Authenticating Jupyter notebook against BigQuery

There are lots of guides available on how to query data in bigquery from a Jupyter notebook (such as https://cloud.google.com/bigquery/docs/visualize-jupyter). However most of them rely on authenticating against Google before starting the Jupyter server, or running the server as a service account with access to BigQuery.

This is not always possible and so this guide provides an alternative way to authenticate from a notebook. This is managed using the python package pydata-google-auth. This saves an authentication token to the server where Jupyter is running, so it still may not be suitable for all cases if you are really paranoid about security.

Prerequisite install

First install the python packages for authenticating and using BigQuery using from a terminal where Jupyter is running

pip install --upgrade pydata-google-auth google-cloud-bigquery[pandas]

Initial authentication

This is the part that actually authenticates against Google. In a Jupyter notebook, in a new cell enter this and run it

import pydata_google_auth
credentials = pydata_google_auth.get_user_credentials(
['https://www.googleapis.com/auth/bigquery'],
)

This will show a response something like (the URL will be different)

Please visit this URL to authorize this application: https://accounts.google.com/o/oauth2/auth?response_type=code&client_id=123456789123-1234ab56cde78fghi9jxlmn12o3p4iqr.apps.googleusercontent.com&redirect_uri=urn%3Aietf%3Awg%3Aoauth%3A2.0%3Aoob&scope=https%3A%2F%2Fwww.googleapis.com%2Fauth%2Fbigquery&state=AbcdeFG1H8IjkLMnOPlQrs234tUVWX&prompt=consent&access_type=offlineEnter the authorization code:  

Open the URL specified and authorize access to BigQuery with your Google account. You will get an authorization code on the final screen. Copy this and paste it into the authorization code box in the Jupyter notebook and press return.

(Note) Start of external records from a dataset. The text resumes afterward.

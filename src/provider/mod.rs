//! Cloud provider operations
//!
//! Every step of provisioning is a single provider call. The trait keeps
//! the driver independent of how those calls are made, so tests can run
//! the whole sequence against [`mock::MockProvider`].

pub mod aws;
pub mod mock;

use crate::InstallError;
use async_trait::async_trait;
use serde::Serialize;

/// TTL of the CNAME record pointing at the instance
pub const CNAME_TTL: u32 = 300;

/// Root device of the Ubuntu AMIs
pub const ROOT_DEVICE: &str = "/dev/sda1";

/// Trait for the cloud provider backing the installer
#[async_trait]
pub trait CloudProvider: Send + Sync {
    /// Name of this provider (e.g., "aws-cli")
    fn name(&self) -> &'static str;

    /// First architecture of `instance_type` with an Ubuntu image (e.g. `x86_64`)
    async fn instance_architecture(&self, instance_type: &str) -> Result<String, InstallError>;

    /// Current Ubuntu AMI for an architecture and release
    async fn find_image(&self, architecture: &str, release: &str) -> Result<String, InstallError>;

    /// Name of a hosted zone, including its trailing dot
    async fn hosted_zone_name(&self, zone_id: &str) -> Result<String, InstallError>;

    /// Whether any record set named `fqdn` exists in the zone
    async fn record_exists(&self, zone_id: &str, fqdn: &str) -> Result<bool, InstallError>;

    /// Launch an instance and return its ID
    async fn launch_instance(&self, request: &LaunchRequest) -> Result<String, InstallError>;

    /// Public DNS name of an instance; empty until one is assigned
    async fn public_dns_name(&self, instance_id: &str) -> Result<String, InstallError>;

    /// Submit a change batch and return the change ID
    async fn change_records(
        &self,
        zone_id: &str,
        batch: &ChangeBatch,
    ) -> Result<String, InstallError>;
}

/// Everything needed to launch one instance
#[derive(Debug, Clone, PartialEq, Eq)]
pub struct LaunchRequest {
    pub server: String,
    pub roles: String,
    pub image_id: String,
    pub instance_type: String,
    pub iam_profile: String,
    pub security_groups: Vec<String>,
    pub availability_zone: String,
    pub disk_size: u32,
    pub user_data: String,
    pub key_name: Option<String>,
}

impl LaunchRequest {
    /// `run-instances` arguments, with user-data read from `user_data_file`
    pub fn to_cli_args(&self, user_data_file: &str) -> Vec<String> {
        let mut args = vec![
            "ec2".to_string(),
            "run-instances".to_string(),
            "--iam-instance-profile".to_string(),
            format!("Arn={}", self.iam_profile),
            "--image-id".to_string(),
            self.image_id.clone(),
            "--instance-type".to_string(),
            self.instance_type.clone(),
            "--security-group-ids".to_string(),
        ];
        args.extend(self.security_groups.iter().cloned());
        args.extend([
            "--tag-specifications".to_string(),
            format!("ResourceType=instance,Tags={}", self.tags()),
            "--user-data".to_string(),
            format!("file://{}", user_data_file),
            "--monitoring".to_string(),
            "Enabled=true".to_string(),
            "--placement".to_string(),
            format!("AvailabilityZone={}", self.availability_zone),
            "--block-device-mappings".to_string(),
            format!(
                "DeviceName={},Ebs={{VolumeSize={},VolumeType=gp3,Encrypted=true}}",
                ROOT_DEVICE, self.disk_size
            ),
            "--metadata-options".to_string(),
            "InstanceMetadataTags=enabled".to_string(),
        ]);
        if let Some(key) = &self.key_name {
            args.extend(["--key-name".to_string(), key.clone()]);
        }
        args
    }

    /// Tag list in AWS CLI shorthand; the role value is quoted since it may hold commas
    pub fn tags(&self) -> String {
        format!(
            "[{{Key=Name,Value={}}},{{Key=role,Value=\"{}\"}}]",
            self.server, self.roles
        )
    }
}

/// Route 53 change batch
#[derive(Debug, Clone, PartialEq, Eq, Serialize)]
#[serde(rename_all = "PascalCase")]
pub struct ChangeBatch {
    pub comment: String,
    pub changes: Vec<Change>,
}

/// One record change in a batch
#[derive(Debug, Clone, PartialEq, Eq, Serialize)]
#[serde(rename_all = "PascalCase")]
pub struct Change {
    pub action: String,
    pub resource_record_set: ResourceRecordSet,
}

/// A DNS record set
#[derive(Debug, Clone, PartialEq, Eq, Serialize)]
#[serde(rename_all = "PascalCase")]
pub struct ResourceRecordSet {
    pub name: String,
    #[serde(rename = "Type")]
    pub record_type: String,
    #[serde(rename = "TTL")]
    pub ttl: u32,
    pub resource_records: Vec<ResourceRecord>,
}

/// A single record value
#[derive(Debug, Clone, PartialEq, Eq, Serialize)]
#[serde(rename_all = "PascalCase")]
pub struct ResourceRecord {
    pub value: String,
}

impl ChangeBatch {
    /// Batch creating a CNAME from `hostname` to `target`
    pub fn create_cname(hostname: &str, target: &str, ttl: u32) -> Self {
        Self {
            comment: format!("Add the {} CNAME record", hostname),
            changes: vec![Change {
                action: "CREATE".to_string(),
                resource_record_set: ResourceRecordSet {
                    name: hostname.to_string(),
                    record_type: "CNAME".to_string(),
                    ttl,
                    resource_records: vec![ResourceRecord {
                        value: target.to_string(),
                    }],
                },
            }],
        }
    }
}

/// Architecture component of the Ubuntu image parameter path
pub fn image_architecture(architecture: &str) -> Result<&'static str, InstallError> {
    match architecture {
        "x86_64" => Ok("amd64"),
        "arm64" => Ok("arm64"),
        other => Err(InstallError::invalid_response(
            "describe-instance-types",
            format!("unsupported architecture '{}'", other),
        )),
    }
}

/// First listed architecture that has an Ubuntu image
///
/// Older instance families list `i386` ahead of `x86_64`.
pub fn supported_architecture<S: AsRef<str>>(listed: &[S]) -> Option<&str> {
    listed
        .iter()
        .map(S::as_ref)
        .find(|arch| image_architecture(arch).is_ok())
}

/// SSM parameter holding the current Ubuntu AMI ID
pub fn image_parameter(architecture: &str, release: &str) -> Result<String, InstallError> {
    Ok(format!(
        "/aws/service/canonical/ubuntu/server/{}/stable/current/{}/hvm/ebs-gp2/ami-id",
        release,
        image_architecture(architecture)?
    ))
}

The variable credentials now contains credentials that can be used when submitting a query.

To make the rest of the examples a bit easier to follow we are going to create some variables which will be used in subsequent steps. In a new cell enter the code below. For the project id, put the name of a Google project you have access to and have permission to run BigQuery queries in

query = """SELECT
source_year AS year,
COUNT(is_male) AS birth_count
FROM `bigquery-public-data.samples.natality`
GROUP BY year
ORDER BY year DESC
LIMIT 15"""
project_id = '<insert name of gcp project you have access to>'

Using pandas DataFrame

To use pandas DataFrame, you can put something similar to the one below in a cell

import pandas as pd
df = pd.read_gbq(query, project_id=project_id, dialect='standard', credentials=credentials)
df

Alternative method using pandas DataFrames

There is an alternative way to use pandas DataFrames as shown in the code below

from google.cloud import bigquery
client = bigquery.Client(project=project_id, credentials=credentials)
df = client.query(query).to_dataframe()
df

Google cloud bigquery magics

The BigQuery python library provides a magic command to submit a query. To use this, put this in a cell and run it

%load_ext google.cloud.bigquery 
from google.cloud.bigquery import magics magics.context.credentials = credentials

Then to use it, put something similar to the one below in a cell

%%bigquery --project <gcp project>
SELECT
source_year AS year,
COUNT(is_male) AS birth_count
FROM `bigquery-public-data.samples.natality`
GROUP BY year
ORDER BY year DESC
LIMIT 15

--

--